Take the corn off the cob: reserve
the cobs.
Roast chili peppers, soak in water.
Roast onion and garlic.
Coarsely chop in a food processor with the corn kernels and chilies. Reserve.
In a large soup pot, heat the oil. Add the squares of tortillas and cook over
low heat until they are slightly crisp. Stir in the chopped vegetables and
simmer just until the vegetables are coated with the oil. Do not brown.
Add the tomatoes, the tomato paste, and 2 teaspoons of the cumin and continue to
simmer for about 10 minutes to maximize the flavor. Slowly pour in the stock,
add the corncobs, and cook over low heat until the soup is reduced by one third.

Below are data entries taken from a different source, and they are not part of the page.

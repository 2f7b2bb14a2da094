//! Admin arbitration
//!
//! Resolves disputed (or paid but stuck) trades. The admin must present every
//! configured authorization factor; each is hashed with SHA-256 and compared
//! in constant time against the configured digest at the same position.
//! Nothing is read or mutated until all factors match.

use crate::{
    config::ArbitrationConfig,
    engine::TradeEngine,
    types::{Resolution, Trade},
    Error, Result,
};
use escrow_ledger::Settlement;
use serde::{Deserialize, Serialize};
use sha2::{Digest, Sha256};
use std::sync::Arc;
use subtle::{Choice, ConstantTimeEq};
use tracing::{info, warn};
use uuid::Uuid;

/// Hex SHA-256 digest of a factor secret, as stored in configuration
pub fn digest_factor(secret: &str) -> String {
    hex::encode(Sha256::digest(secret.as_bytes()))
}

/// Result of an admin resolution
#[derive(Debug, Clone, Serialize, Deserialize)]
pub struct ArbitrationOutcome {
    /// Trade after resolution
    pub trade: Trade,

    /// Ledger settlement of the escrow hold
    pub settlement: Settlement,

    /// True if the trade was already resolved this way and nothing moved
    pub already_resolved: bool,
}

/// Positional factor check
#[derive(Debug)]
struct FactorAuthorizer {
    digests: Vec<[u8; 32]>,
    required: usize,
}

impl FactorAuthorizer {
    fn new(config: &ArbitrationConfig) -> Result<Self> {
        let digests = config
            .factor_digests
            .iter()
            .map(|digest| {
                let bytes = hex::decode(digest.trim())
                    .map_err(|e| Error::Config(format!("invalid factor digest: {}", e)))?;
                <[u8; 32]>::try_from(bytes.as_slice())
                    .map_err(|_| Error::Config("factor digest must be 32 bytes".to_string()))
            })
            .collect::<Result<Vec<_>>>()?;

        if digests.is_empty() {
            warn!("No arbitration factor digests configured; all resolutions will be rejected");
        }

        Ok(Self {
            digests,
            required: config.required_factors,
        })
    }

    fn authorize(&self, factors: &[String]) -> bool {
        if self.digests.is_empty()
            || self.digests.len() != self.required
            || factors.len() != self.required
        {
            return false;
        }

        let mut matched = Choice::from(1u8);
        for (factor, expected) in factors.iter().zip(&self.digests) {
            let actual = Sha256::digest(factor.as_bytes());
            matched &= actual.as_slice().ct_eq(&expected[..]);
        }
        matched.into()
    }
}

/// Admin-only dispute resolution
#[derive(Debug)]
pub struct ArbitrationService {
    engine: Arc<TradeEngine>,
    authorizer: FactorAuthorizer,
}

impl ArbitrationService {
    /// Create service over `engine`
    pub fn new(engine: Arc<TradeEngine>, config: &ArbitrationConfig) -> Result<Self> {
        Ok(Self {
            engine,
            authorizer: FactorAuthorizer::new(config)?,
        })
    }

    /// Number of factors an admin must present
    pub fn required_factors(&self) -> usize {
        self.authorizer.required
    }

    /// Resolve a trade as RELEASE_TO_BUYER or REFUND_TO_SELLER
    ///
    /// Repeating a resolution returns the first settlement with
    /// `already_resolved` set.
    pub async fn resolve(
        &self,
        trade_id: Uuid,
        resolution: Resolution,
        auth_factors: &[String],
    ) -> Result<ArbitrationOutcome> {
        if !self.authorizer.authorize(auth_factors) {
            self.engine.metrics().record_auth_failure();
            warn!(
                %trade_id,
                presented = auth_factors.len(),
                required = self.authorizer.required,
                "Arbitration authorization rejected"
            );
            return Err(Error::AuthFactorMismatch);
        }

        let outcome = self.engine.apply_resolution(trade_id, resolution).await?;

        info!(
            %trade_id,
            ?resolution,
            status = %outcome.trade.status,
            credited = %outcome.settlement.credited,
            fee = %outcome.settlement.fee,
            already_resolved = outcome.already_resolved,
            "Arbitration applied"
        );

        Ok(outcome)
    }
}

Discard the corn cobs and puree about HALF the soup, in batches, in a blender or
food processor until smooth. At this point, the soup can be passed through the
fine strainer, if desired. Return to a clean pot and season with salt, pepper,
and additional cumin to taste. Add most of the cilantro.
Add chicken and cheese.
When done, add remaining cilantro.
Tortilla chips:
Preheat the oven or toaster oven to 350 degrees F. Cut the tortillas into thin
strips and arrange on a small baking tray. Bake until the strips are crisp, 10
to 15 minutes.
Garnish with chips, and serve.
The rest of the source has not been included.